Downtown Dallas 360, the city's long-range master plan for the area, has high hopes for southwestern downtown. Where Reunion Arena once stood, it envisions a cluster of mid-rise mixed-use developments. These would be clustered around a promenade and central park and would be accessible by stops on the new Oak Cliff street car lines and by foot. The parking garage bangkok airport hotel along the Houston Street Viaduct would become a terraced park leading down to the Trinity River Corridor, and Union Station would become a transit hub, seamlessly connecting the area with the rest of the city.
That's a long way off. The area remains a lifeless, bangkok airport hotel forbidding tangle of concrete with no housing, retail or green space to speak of, a legacy of the area's history of rail yards and industrial plants combined with '80s-era urban planning. But the city is looking to take one small step in that direction.
At a briefing this morning, the city council gave initial approval to a land swap with Hunt-Woodbine, the developer that owns whatever portions bangkok airport hotel of southwesternmost downtown that doesn't belong to the city. Right now, the holdings of the two entities are arranged in a sort of checkerboard fashion. bangkok airport hotel After the swap, each would control a solid block of real estate, thereby making the land easier to develop.
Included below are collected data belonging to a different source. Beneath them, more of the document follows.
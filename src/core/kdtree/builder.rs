// src/core/kdtree/builder.rs

//! Logic for building a KD-Tree from a set of vectors.

use std::mem;

use super::dataset::{DataSet, MedianSplit};
use super::error::KdTreeError;
use super::tree::{KdNode, KdTree};
use crate::core::vector::Vector;

/// Builds a KD-Tree from a list of vectors.
///
/// The dimensionality is taken from the first vector and the root splits on
/// axis 0. The vectors are moved into the tree's nodes; none is copied.
///
/// # Arguments
/// * `vectors`: The vectors to index. An empty list yields an empty tree.
///
/// # Returns
/// A `Result` containing the built `KdTree` or a `KdTreeError` if the vectors
/// do not all have the same, non-zero, length. Validation happens before any
/// node is built.
pub fn build_kdtree(mut vectors: Vec<Vector>) -> Result<KdTree, KdTreeError> {
    if vectors.is_empty() {
        return Ok(KdTree::empty());
    }

    let len = vectors.len();
    let dataset = DataSet::new(&mut vectors)?;
    let dimension = dataset.max_dim();
    let root = build_node(dataset)?;

    tracing::debug!(vectors = len, dimension, "built kd-tree");
    Ok(KdTree::from_root(root, dimension, len))
}

/// Recursively builds the node for `dataset`.
///
/// A single vector becomes a leaf. Otherwise the data set is sorted on its
/// split axis and split at the median; the left half always holds at least
/// one vector, the right half may be empty and then yields no child.
///
/// Medians are moved out of the backing storage. A split never hands the
/// median's slot to either half, so no later level observes the hole.
pub(super) fn build_node(mut dataset: DataSet<'_>) -> Result<KdNode, KdTreeError> {
    let dim = dataset.dim();

    if let [only] = dataset.items_mut() {
        return Ok(KdNode::leaf(dim, mem::take(only)));
    }

    dataset.sort_by_dimension();
    let MedianSplit { left, right, median } = dataset
        .split_by_median_and_dim()
        .ok_or_else(|| KdTreeError::InternalError("Attempted to build node from empty data set.".to_string()))?;

    let median = mem::take(median);
    let left_child = build_node(left)?;
    let right_child = if right.is_empty() { None } else { Some(Box::new(build_node(right)?)) };

    Ok(KdNode {
        dim,
        median,
        left: Some(Box::new(left_child)),
        right: right_child,
    })
}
The swap is part of a 1974 master agreement between Hunt-Woodbine bangkok airport hotel and the city in which the developer agreed to build the Hyatt Regency and renovate Union Station in exchange for the city's construction of Reunion Arena. The hope is that consolidating the tracts of land will make it easier bangkok airport hotel to develop.
Under the terms of the deal, the city will give up 8.2 acres, including the Reunion Arena site and a small parcel along Stemmons, in exchange for 6.6 acres on the other side of the Jefferson Viaduct. To make up for the discrepancy in land area, Hunt-Woodbine will pay the city $3.5 million.
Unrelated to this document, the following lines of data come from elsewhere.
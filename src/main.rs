//! cookport CLI: Chef cookbooks in, validated Ansible roles out.

use clap::Parser;
use cookport::cli::Cli;
use tracing_subscriber::EnvFilter;

fn init_logging(verbose: u8) {
    let default = match verbose {
        0 => "warn",
        1 => "cookport=info",
        _ => "cookport=debug",
    };
    let filter =
        EnvFilter::try_from_env("COOKPORT_LOG").unwrap_or_else(|_| EnvFilter::new(default));
    tracing_subscriber::fmt()
        .with_env_filter(filter)
        .with_writer(std::io::stderr)
        .with_target(false)
        .init();
}

fn main() {
    let cli = Cli::parse();
    init_logging(cli.verbose);
    if let Err(e) = cookport::cli::dispatch(cli.command) {
        eprintln!("error: {}", e);
        std::process::exit(1);
    }
}
//! Audit trail: session event logs and artifact fingerprints.

pub mod eventlog;
pub mod hasher;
"It opens up great possibilities. It really does," said Theresa O'Donnell, the city's director of sustainable bangkok airport hotel development and construction. "The exchange is they get this, we get this plus $3.5 million."
It was at this point that Councilman Dwain Caraway chimed in to eulogize Reunion Arena and offer his own suggestion for revitalizing the area. It used to be, Caraway said, that downtown was the place to go to see Luther Vandross, bangkok airport hotel Whitney Houston, and Prince (Caraway was careful to point out that he was referring specifically to the "Purple Rain" era). Now concertgoers head down I-30 to Grand Prairie.
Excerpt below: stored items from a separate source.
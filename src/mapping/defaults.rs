//! CP-008: Built-in mapping rules.
//!
//! Chef built-ins map to `ansible.builtin` (or the collection that owns the
//! equivalent module). The community custom resources at the bottom are the
//! ones every migration runs into first.

use super::rule::MappingRule;

const PACKAGE_ACTIONS: &[(&str, &str)] = &[
    ("install", "present"),
    ("upgrade", "latest"),
    ("remove", "absent"),
    ("purge", "absent"),
    ("nothing", "present"),
];

const SERVICE_ACTIONS: &[(&str, &str)] = &[
    ("start", "started"),
    ("stop", "stopped"),
    ("restart", "restarted"),
    ("reload", "reloaded"),
];

const CREATE_DELETE: &[(&str, &str)] = &[
    ("create", "present"),
    ("delete", "absent"),
    ("remove", "absent"),
];

const ENABLE_STATE: &[(&str, &str)] = &[("true", "present"), ("false", "absent")];

fn package(source: &str, target: &str) -> MappingRule {
    MappingRule::new(source, target)
        .rename("package_name", "name")
        .rename("action", "state")
        .transform("action", PACKAGE_ACTIONS)
}

/// Every built-in rule, in registration order.
pub fn default_rules() -> Vec<MappingRule> {
    vec![
        // packages
        package("package", "ansible.builtin.package"),
        package("apt_package", "ansible.builtin.apt"),
        package("yum_package", "ansible.builtin.yum"),
        package("dnf_package", "ansible.builtin.dnf"),
        package("gem_package", "community.general.gem"),
        package("chef_gem", "community.general.gem"),
        package("snap_package", "community.general.snap"),
        package("homebrew_package", "community.general.homebrew"),
        // services
        MappingRule::new("service", "ansible.builtin.service")
            .rename("service_name", "name")
            .rename("action", "state")
            .transform("action", SERVICE_ACTIONS),
        MappingRule::new("systemd_unit", "ansible.builtin.systemd")
            .rename("unit_name", "name")
            .rename("action", "state")
            .transform(
                "action",
                &[
                    ("start", "started"),
                    ("stop", "stopped"),
                    ("enable", "enabled"),
                    ("disable", "disabled"),
                ],
            ),
        // files
        MappingRule::new("template", "ansible.builtin.template")
            .rename("source", "src")
            .rename("path", "dest"),
        MappingRule::new("directory", "ansible.builtin.file")
            .rename("recursive", "recurse")
            .rename("action", "state")
            .transform("action", &[("create", "directory"), ("delete", "absent")]),
        MappingRule::new("file", "ansible.builtin.copy")
            .rename("path", "dest")
            .rename("action", "state")
            .transform("action", CREATE_DELETE),
        MappingRule::new("cookbook_file", "ansible.builtin.copy")
            .rename("source", "src")
            .rename("path", "dest"),
        MappingRule::new("remote_file", "ansible.builtin.get_url")
            .rename("source", "url")
            .rename("path", "dest"),
        MappingRule::new("link", "ansible.builtin.file")
            .rename("target_file", "path")
            .rename("to", "src"),
        // commands
        MappingRule::new("execute", "ansible.builtin.command")
            .rename("command", "cmd")
            .rename("cwd", "chdir"),
        MappingRule::new("bash", "ansible.builtin.shell")
            .rename("code", "cmd")
            .rename("cwd", "chdir"),
        MappingRule::new("script", "ansible.builtin.shell")
            .rename("code", "cmd")
            .rename("cwd", "chdir"),
        MappingRule::new("log", "ansible.builtin.debug").rename("message", "msg"),
        // accounts
        MappingRule::new("user", "ansible.builtin.user")
            .rename("username", "name")
            .rename("manage_home", "create_home")
            .rename("gid", "group")
            .rename("action", "state")
            .transform("action", CREATE_DELETE),
        MappingRule::new("group", "ansible.builtin.group")
            .rename("group_name", "name")
            .rename("action", "state")
            .transform("action", CREATE_DELETE),
        // system
        MappingRule::new("cron", "ansible.builtin.cron")
            .rename("command", "job")
            .rename("action", "state")
            .transform("action", CREATE_DELETE),
        MappingRule::new("mount", "ansible.posix.mount")
            .rename("mount_point", "path")
            .rename("device", "src")
            .rename("options", "opts")
            .rename("action", "state")
            .transform(
                "action",
                &[
                    ("mount", "mounted"),
                    ("umount", "unmounted"),
                    ("unmount", "unmounted"),
                    ("enable", "present"),
                    ("disable", "absent"),
                ],
            ),
        MappingRule::new("git", "ansible.builtin.git")
            .rename("repository", "repo")
            .rename("destination", "dest")
            .rename("revision", "version"),
        MappingRule::new("apt_repository", "ansible.builtin.apt_repository").rename("uri", "repo"),
        MappingRule::new("apt_update", "ansible.builtin.apt"),
        MappingRule::new("yum_repository", "ansible.builtin.yum_repository")
            .rename("repositoryid", "name"),
        MappingRule::new("sysctl", "ansible.posix.sysctl").rename("key", "name"),
        MappingRule::new("hostname", "ansible.builtin.hostname").rename("hostname", "name"),
        MappingRule::new("timezone", "community.general.timezone").rename("timezone", "name"),
        // community custom resources
        MappingRule::new("mysql_database", "community.mysql.mysql_db")
            .rename("database_name", "name")
            .rename("connection", "login_host")
            .rename("user", "login_user")
            .rename("password", "login_password"),
        MappingRule::new("postgresql_database", "community.postgresql.postgresql_db")
            .rename("database_name", "name")
            .rename("connection", "login_host")
            .rename("user", "login_user")
            .rename("password", "login_password"),
        MappingRule::new("apache2_site", "community.general.apache2_module")
            .rename("site_name", "name")
            .rename("enable", "state")
            .transform("enable", ENABLE_STATE),
        MappingRule::new("nginx_site", "community.general.nginx_site")
            .rename("site_name", "name")
            .rename("enable", "state")
            .transform("enable", ENABLE_STATE),
        MappingRule::new("cron_job", "ansible.builtin.cron").rename("command", "job"),
    ]
}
Caraway's bangkok airport hotel solution, familiar to anyone bangkok airport hotel who's heard the man talk for more than five minutes, is to revitalize the Dallas Convention Center and transform the arena into a place that will attract and host big-time acts.
"I'm also going to suggest that the $3 million, bangkok airport hotel I want some of that to go to the arena," he said, in reference to the cash the city will be getting from Hunt-Woodbine. "Y'all figure out between now and this week how to get this money into the arena."
The transit hub idea is long overdue. We could have our own version of the Port Authority Terminal at 8th Avenue bangkok airport hotel and 42nd Street. This is the only spot in North Texas where the Oak Cliff Streetcar and future streetcar extensions could correspond bangkok airport hotel with the TRE, Amtrak, bangkok airport hotel and DART's bangkok airport hotel Red and Blue lines. We could also tie in the Green and Orange lines at this location, bangkok airport hotel Megabus, and we could close and relocate the terminal for Greyhound and the Mexican bus lines.
The site could replace DART's East and West transfer centers, and Rosa Parks. We could have cab stands, car rental (Fort Worth's transit terminal bangkok airport hotel has this already), and we could eventually accommodate high speed rail from this location as well. New York's PTA terminal bangkok airport hotel has shops and eateries; it even had a bowling alley the last time we were there. This is the opportunity of the century for Dallas.
hey Dwaine, if you haven't noticed the City has built 4 new venues on the north side of the CBD in what most call "the arts district". at this point in time there aren't enough events to keep these venues "out of the red" financially.
now, as far as the land swap with Ray Hunt, what does the city get in guarantees of the future development, and what amount is the city on the hook as far as the future costs of infrastructure needed for the future development?
Scruffy is dead on. And we still have Starplex or whatever they call that place these days. Between AAC and Starplex along with the clubs in Ellum we don't have a venue shortage. Though I do miss the Bronco Bowl as a great mid-level venue.
The AAC would STILL have first right of refusal to any concert, therefore rendering his idea stupid bangkok airport hotel and only allowing bangkok airport hotel concerts by Nevilles not named Aaron, bastardized versions of 50s/60s bands, bangkok airport hotel and other acts that couldn't fill a gymnasium, much less an arena.